Désormais, ce sont donc les tribus qui s’occupent des bisons et qui participent, dans le cadre d’un régime de cogestion, à la surveillance de ceux qui s’écartent du parc national de Yellowstone pour aller paître dans les zones administrées par le Service américain des forêts. Le mode de gestion des Amérindiens est marqué par une proximité presque familière avec cet animal qui leur permettait naguère de se nourrir, de se vêtir et de s’abriter – soit à peu près tout ce dont leur peuple avait besoin.

“Nous stressons moins les bisons et nous les traitons avec plus de respect”, fait remarquer Tom Mcdonald, responsable de la gestion des ressources halieutiques et fauniques des tribus et lui-même amérindien. Les tribus sont conscientes de l’importance des liens familiaux au sein des troupeaux et laissent donc les bisons ensemble :

“C’est un virage à 180 degrés par rapport à la mentalité de rodéo que l’on voyait par ici, où ils se précipitaient sur les animaux en semant la panique. C’était vraiment la méthode brutale.”

Synergie avec l’écologie

On voit actuellement monter un mouvement visant à restituer certaines terres à haute valeur culturelle et environnementale à leurs anciens propriétaires, les peuples autochtones et les anciens habitants de ces régions, ou, a minima, à tenir compte de leur point de vue et les faire participer à la gestion des terres, de la faune et de la flore.
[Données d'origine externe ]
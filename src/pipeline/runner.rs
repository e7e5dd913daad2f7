//! Orchestrator driving the acquire → chunk → persist sequence per document.

use crate::{
    chunking::ChunkingClient,
    pipeline::types::{PipelineError, ProcessingResult},
    storage::DocumentSource,
    vectorstore::VectorWriter,
};

/// Object-name suffix recognized as a source document.
const DOCUMENT_EXTENSION: &str = ".pdf";

/// Coordinates the end-to-end ingestion run.
///
/// The runner owns exactly one instance of each collaborator for its
/// lifetime and processes documents strictly one at a time, in discovery
/// order. Both collaborators are rate-limited stateful services, so serial
/// processing is a correctness decision, not an optimization gap: it avoids
/// overwhelming them and avoids interleaved partial writes for a document.
pub struct PipelineRunner {
    source: Box<dyn DocumentSource>,
    chunker: Box<dyn ChunkingClient>,
    store: Box<dyn VectorWriter>,
    folder_prefix: String,
}

impl PipelineRunner {
    /// Assemble a runner from its collaborators and the discovery prefix.
    pub fn new(
        source: Box<dyn DocumentSource>,
        chunker: Box<dyn ChunkingClient>,
        store: Box<dyn VectorWriter>,
        folder_prefix: impl Into<String>,
    ) -> Self {
        Self {
            source,
            chunker,
            store,
            folder_prefix: folder_prefix.into(),
        }
    }

    /// Enumerate the source documents to process, in listing order.
    ///
    /// Filters the object listing to names ending in `.pdf`
    /// (case-insensitive). An empty result is not an error; a failed listing
    /// is fatal to the run.
    pub async fn discover_documents(&self) -> Result<Vec<String>, PipelineError> {
        let objects = self
            .source
            .list(&self.folder_prefix)
            .await
            .map_err(PipelineError::Discovery)?;

        let documents: Vec<String> = objects
            .into_iter()
            .filter(|name| is_document(name))
            .collect();
        tracing::info!(
            prefix = %self.folder_prefix,
            count = documents.len(),
            "Discovered source documents"
        );
        Ok(documents)
    }

    /// Run the full pipeline over every discovered document.
    ///
    /// Documents are processed in discovery order and the returned results
    /// preserve that order one-to-one. The first failure aborts the run and
    /// propagates; no partial result list is ever returned.
    pub async fn process_all(&self) -> Result<Vec<ProcessingResult>, PipelineError> {
        let documents = self.discover_documents().await?;
        if documents.is_empty() {
            tracing::warn!("No documents found; nothing to process");
            return Ok(Vec::new());
        }

        let total = documents.len();
        let mut results = Vec::with_capacity(total);
        for (position, object_name) in documents.iter().enumerate() {
            tracing::info!(position = position + 1, total, object = %object_name, "Processing document");
            let result = self.process_document(object_name).await?;
            results.push(result);
        }

        tracing::info!(processed = results.len(), total, "Pipeline complete");
        Ok(results)
    }

    /// Acquire, chunk, and persist one document.
    async fn process_document(&self, object_name: &str) -> Result<ProcessingResult, PipelineError> {
        let name = display_name(object_name);

        let bytes = self
            .source
            .read(object_name)
            .await
            .map_err(|source| PipelineError::Acquisition {
                name: object_name.to_string(),
                source,
            })?;
        tracing::info!(file = name, bytes = bytes.len(), "Document acquired");

        let chunks = self
            .chunker
            .chunk(&bytes, name)
            .await
            .map_err(|source| PipelineError::Chunking {
                name: name.to_string(),
                source,
            })?;
        let result = ProcessingResult::new(name, chunks);
        tracing::info!(file = name, chunks = result.total_chunks(), "Document chunked");

        self.store
            .upsert(&result.chunks, name)
            .await
            .map_err(|source| PipelineError::Persistence {
                name: name.to_string(),
                source,
            })?;

        Ok(result)
    }
}

/// Last path segment of an object name, used as the document's display name.
fn display_name(object_name: &str) -> &str {
    object_name.rsplit('/').next().unwrap_or(object_name)
}

fn is_document(object_name: &str) -> bool {
    object_name.to_ascii_lowercase().ends_with(DOCUMENT_EXTENSION)
}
À travers tous les États-Unis, des terres sont ainsi rétrocédées aux tribus ou proposées à la cogestion. En Californie, une fiducie foncière vient de restituer 485 hectares de prairies et de forêts de séquoias à la tribu des Esselen. Dans le Maine, les cinq tribus de la confédération Wabanaki viennent de reprendre possession d’une île de 60 hectares avec l’aide de fiducies foncières. D’autres rétrocessions ont eu lieu récemment dans l’Oregon, dans l’État de New York et ailleurs.

De plus en plus, les écologistes voient dans ces modes de gestion ancestraux – fruits de plusieurs siècles de cultures en immersion dans la nature – une forme de synergie avec le mouvement mondial visant à protéger la biodiversité et à gérer le milieu naturel de manière à nous prémunir contre le dérèglement climatique.

La Nature Conservancy, une des plus grandes associations de protection de l’environnement, vient d’institutionnaliser la rétrocession de terres à haute valeur environnementale dans le cadre de son programme “Peuples autochtones et populations locales”, à la fois aux États-Unis et dans le reste du monde.

L’exemple australien

“Si vous regardez les choses sous l’angle de la justice foncière, nous devons les aider à retisser cette relation [avec les terres de leurs ancêtres]”, observe Erin Myers Madeira, directrice du programme de Nature Conservancy.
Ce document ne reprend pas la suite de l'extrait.